**Extracted records**.
//! Generator agent: turns a natural-language strategy description into a
//! normalized `StrategySpec`, and refines a previous spec against analyst
//! feedback and (from iteration 2 on) data-driven threshold insights.

use std::time::Duration;

use core_types::StrategySpec;
use serde_json::{json, Value};
use strategies::normalize;

use crate::analyst::AnalystOutput;
use crate::error::AgentError;
use crate::oracle::OracleClient;
use crate::protected::{self, ProtectedParams};
use crate::recommender::DataInsights;

const REFINE_TIMEOUT: Duration = Duration::from_secs(20);

pub struct GeneratorOutput {
    pub strategy: StrategySpec,
    pub changes_made: Vec<String>,
}

const SYSTEM_PROMPT: &str = "You translate a trader's natural-language strategy description into a JSON strategy specification. Respond with JSON only, matching: {name, assets/asset, entry_conditions: [...], exit: {take_profit, stop_loss, take_profit_pct_shares, stop_loss_pct_shares, custom_exit}, risk: {position_size, max_positions, allocation}, data_sources}.";

/// First iteration: parse the query with no prior strategy to anchor to.
pub async fn generate_initial(
    oracle: &OracleClient,
    user_query: &str,
) -> Result<GeneratorOutput, AgentError> {
    let raw: Value = oracle
        .complete_value(SYSTEM_PROMPT, user_query, REFINE_TIMEOUT)
        .await?;
    let strategy = normalize::normalize(&raw)?;
    Ok(GeneratorOutput {
        strategy,
        changes_made: vec!["Generated initial strategy from description".to_string()],
    })
}

/// Subsequent iterations: refine `previous` against the analyst's feedback
/// and, if available, the recommender's data-driven thresholds. Any
/// protected parameter the refinement would have touched is reverted and
/// the touch is logged as a recommendation instead of applied.
pub async fn refine(
    oracle: &OracleClient,
    user_query: &str,
    previous: &StrategySpec,
    feedback: &AnalystOutput,
    data_insights: Option<&DataInsights>,
    protected_params: &ProtectedParams,
) -> Result<GeneratorOutput, AgentError> {
    let prompt = json!({
        "user_query": user_query,
        "previous_strategy": previous,
        "issues": feedback.issues,
        "suggestions": feedback.suggestions,
        "data_insights": data_insights,
    })
    .to_string();

    let raw: Value = oracle
        .complete_value(SYSTEM_PROMPT, &prompt, REFINE_TIMEOUT)
        .await?;
    let mut strategy = normalize::normalize(&raw)?;

    let mut changes_made = diff_summary(previous, &strategy);
    protected::enforce(&mut strategy, protected_params, &mut changes_made);

    Ok(GeneratorOutput {
        strategy,
        changes_made,
    })
}

/// A coarse, field-level diff between the previous and refined spec, used
/// only to populate `changes_made` for the progress stream — not a source
/// of truth for anything downstream.
fn diff_summary(previous: &StrategySpec, refined: &StrategySpec) -> Vec<String> {
    let mut changes = Vec::new();
    if previous.entry_conditions.len() != refined.entry_conditions.len() {
        changes.push(format!(
            "entry conditions changed from {} to {}",
            previous.entry_conditions.len(),
            refined.entry_conditions.len()
        ));
    }
    if previous.exit.take_profit != refined.exit.take_profit {
        changes.push("take_profit adjusted".to_string());
    }
    if previous.exit.stop_loss != refined.exit.stop_loss {
        changes.push("stop_loss adjusted".to_string());
    }
    if previous.risk.position_size != refined.risk.position_size {
        changes.push("position size adjusted".to_string());
    }
    if changes.is_empty() {
        changes.push("strategy refined, no structural changes detected".to_string());
    }
    changes
}
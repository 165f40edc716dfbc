use backtester::BacktestResult;
use core_types::StrategySpec;
use serde::{Deserialize, Serialize};
use uuid::Uuid;

use agents::{AnalystOutput, InsightsConfig};

/// The final, stored value a session's `results` entry holds once the
/// iteration loop terminates — the authoritative answer a `complete` event
/// points at, independent of whether the background save has run yet.
#[derive(Debug, Clone, Serialize, Deserialize)]
pub struct WorkflowResult {
    pub session_id: Uuid,
    pub strategy: StrategySpec,
    pub backtest: BacktestResult,
    pub insights: Option<InsightsConfig>,
    pub final_analysis: AnalystOutput,
    pub iterations: u32,
}
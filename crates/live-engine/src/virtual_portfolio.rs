//! The virtual per-deployment portfolio (§4.9). Multiple deployments can
//! share one live broker account; this reconstructs each deployment's own
//! cash/position/P&L view strictly from its own `DeploymentTrade` rows,
//! never from the broker's aggregate account. Grounded in
//! `executor::Portfolio::update_with_execution`'s weighted-average-entry
//! math, but deliberately does *not* reuse `engine::StateReconciler`'s
//! "overwrite local state from the broker's aggregate" pattern — that would
//! immediately conflate two deployments' positions in the same symbol.

use std::collections::HashMap;

use core_types::{DeploymentPosition, DeploymentTrade, OrderSide};
use rust_decimal::Decimal;
use uuid::Uuid;

#[derive(Debug, Clone)]
pub struct VirtualPortfolio {
    pub deployment_id: Uuid,
    pub cash: Decimal,
    pub positions: HashMap<String, DeploymentPosition>,
    pub realized_pnl: Decimal,
}

impl VirtualPortfolio {
    /// Reconstructs a deployment's portfolio from its own trade ledger,
    /// in fill order. `trades` must already be sorted by `filled_at`
    /// ascending (the repository's `list_deployment_trades` guarantees
    /// this).
    pub fn reconstruct(deployment_id: Uuid, initial_capital: Decimal, trades: &[DeploymentTrade]) -> Self {
        let mut portfolio = Self {
            deployment_id,
            cash: initial_capital,
            positions: HashMap::new(),
            realized_pnl: Decimal::ZERO,
        };
        for trade in trades {
            portfolio.apply_trade(trade);
        }
        portfolio
    }

    /// Applies one more fill to the running reconstruction. Buys widen the
    /// position at a weighted-average entry price; sells reduce quantity and
    /// realize `(exit_price - entry_price) * quantity_sold`; a position that
    /// reaches zero quantity is dropped rather than kept at zero.
    pub fn apply_trade(&mut self, trade: &DeploymentTrade) {
        let notional = trade.price * trade.quantity;
        match trade.side {
            OrderSide::Buy => {
                self.cash -= notional;
                let entry = self.positions.entry(trade.symbol.clone()).or_insert(DeploymentPosition {
                    deployment_id: self.deployment_id,
                    symbol: trade.symbol.clone(),
                    quantity: Decimal::ZERO,
                    avg_entry_price: Decimal::ZERO,
                    realized_pnl: Decimal::ZERO,
                });
                let total_qty = entry.quantity + trade.quantity;
                entry.avg_entry_price = if total_qty.is_zero() {
                    Decimal::ZERO
                } else {
                    (entry.avg_entry_price * entry.quantity + trade.price * trade.quantity) / total_qty
                };
                entry.quantity = total_qty;
            }
            OrderSide::Sell => {
                self.cash += notional;
                if let Some(entry) = self.positions.get_mut(&trade.symbol) {
                    let realized = (trade.price - entry.avg_entry_price) * trade.quantity;
                    entry.realized_pnl += realized;
                    self.realized_pnl += realized;
                    entry.quantity -= trade.quantity;
                    if entry.quantity <= Decimal::ZERO {
                        self.positions.remove(&trade.symbol);
                    }
                }
            }
        }
    }

    /// Sum of `quantity * (current_price - entry_price)` across every open
    /// virtual position. A symbol with no known current price is skipped
    /// (rather than assumed flat), since that would silently understate risk.
    pub fn unrealized_pnl(&self, current_prices: &HashMap<String, Decimal>) -> Decimal {
        self.positions
            .values()
            .filter_map(|p| current_prices.get(&p.symbol).map(|price| p.quantity * (*price - p.avg_entry_price)))
            .sum()
    }

    /// `virtual_cash + sum(virtual_position.quantity * current_price)`.
    pub fn portfolio_value(&self, current_prices: &HashMap<String, Decimal>) -> Decimal {
        let positions_value: Decimal = self
            .positions
            .values()
            .filter_map(|p| current_prices.get(&p.symbol).map(|price| p.quantity * *price))
            .sum();
        self.cash + positions_value
    }

    pub fn total_pnl(&self, initial_capital: Decimal, current_prices: &HashMap<String, Decimal>) -> Decimal {
        self.portfolio_value(current_prices) - initial_capital
    }

    pub fn total_return_pct(&self, initial_capital: Decimal, current_prices: &HashMap<String, Decimal>) -> Decimal {
        if initial_capital.is_zero() {
            return Decimal::ZERO;
        }
        self.total_pnl(initial_capital, current_prices) / initial_capital
    }
}

#[cfg(test)]
mod tests {
    use super::*;
    use chrono::Utc;
    use rust_decimal_macros::dec;

    fn trade(symbol: &str, side: OrderSide, qty: Decimal, price: Decimal) -> DeploymentTrade {
        DeploymentTrade {
            id: Uuid::new_v4(),
            deployment_id: Uuid::nil(),
            symbol: symbol.to_string(),
            side,
            quantity: qty,
            price,
            vendor_order_id: None,
            filled_at: Utc::now(),
        }
    }

    #[test]
    fn buy_then_partial_sell_realizes_correct_pnl() {
        let trades = vec![
            trade("AAPL", OrderSide::Buy, dec!(10), dec!(100)),
            trade("AAPL", OrderSide::Sell, dec!(4), dec!(120)),
        ];
        let portfolio = VirtualPortfolio::reconstruct(Uuid::nil(), dec!(10000), &trades);
        assert_eq!(portfolio.positions["AAPL"].quantity, dec!(6));
        assert_eq!(portfolio.realized_pnl, dec!(80)); // (120-100)*4
        assert_eq!(portfolio.cash, dec!(10000) - dec!(1000) + dec!(480));
    }

    #[test]
    fn flat_position_is_removed_not_kept_at_zero() {
        let trades = vec![
            trade("AAPL", OrderSide::Buy, dec!(5), dec!(100)),
            trade("AAPL", OrderSide::Sell, dec!(5), dec!(110)),
        ];
        let portfolio = VirtualPortfolio::reconstruct(Uuid::nil(), dec!(10000), &trades);
        assert!(!portfolio.positions.contains_key("AAPL"));
    }

    #[test]
    fn two_deployments_in_the_same_symbol_are_independent() {
        let a_trades = vec![trade("AAPL", OrderSide::Buy, dec!(10), dec!(100))];
        let b_trades = vec![trade("AAPL", OrderSide::Buy, dec!(3), dec!(150))];
        let a = VirtualPortfolio::reconstruct(Uuid::nil(), dec!(10000), &a_trades);
        let b = VirtualPortfolio::reconstruct(Uuid::nil(), dec!(5000), &b_trades);
        assert_eq!(a.positions["AAPL"].quantity, dec!(10));
        assert_eq!(b.positions["AAPL"].quantity, dec!(3));
        assert_eq!(a.positions["AAPL"].avg_entry_price, dec!(100));
        assert_eq!(b.positions["AAPL"].avg_entry_price, dec!(150));
    }

    #[test]
    fn portfolio_value_matches_cash_plus_marked_positions() {
        let trades = vec![trade("AAPL", OrderSide::Buy, dec!(10), dec!(100))];
        let portfolio = VirtualPortfolio::reconstruct(Uuid::nil(), dec!(10000), &trades);
        let mut prices = HashMap::new();
        prices.insert("AAPL".to_string(), dec!(105));
        assert_eq!(portfolio.portfolio_value(&prices), dec!(9000) + dec!(1050));
        assert_eq!(portfolio.unrealized_pnl(&prices), dec!(50));
    }
}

**Required work**.
Among the records, how many lines include the string "DeploymentPosition"? State the number and add nothing.

**Exercise solution**.
3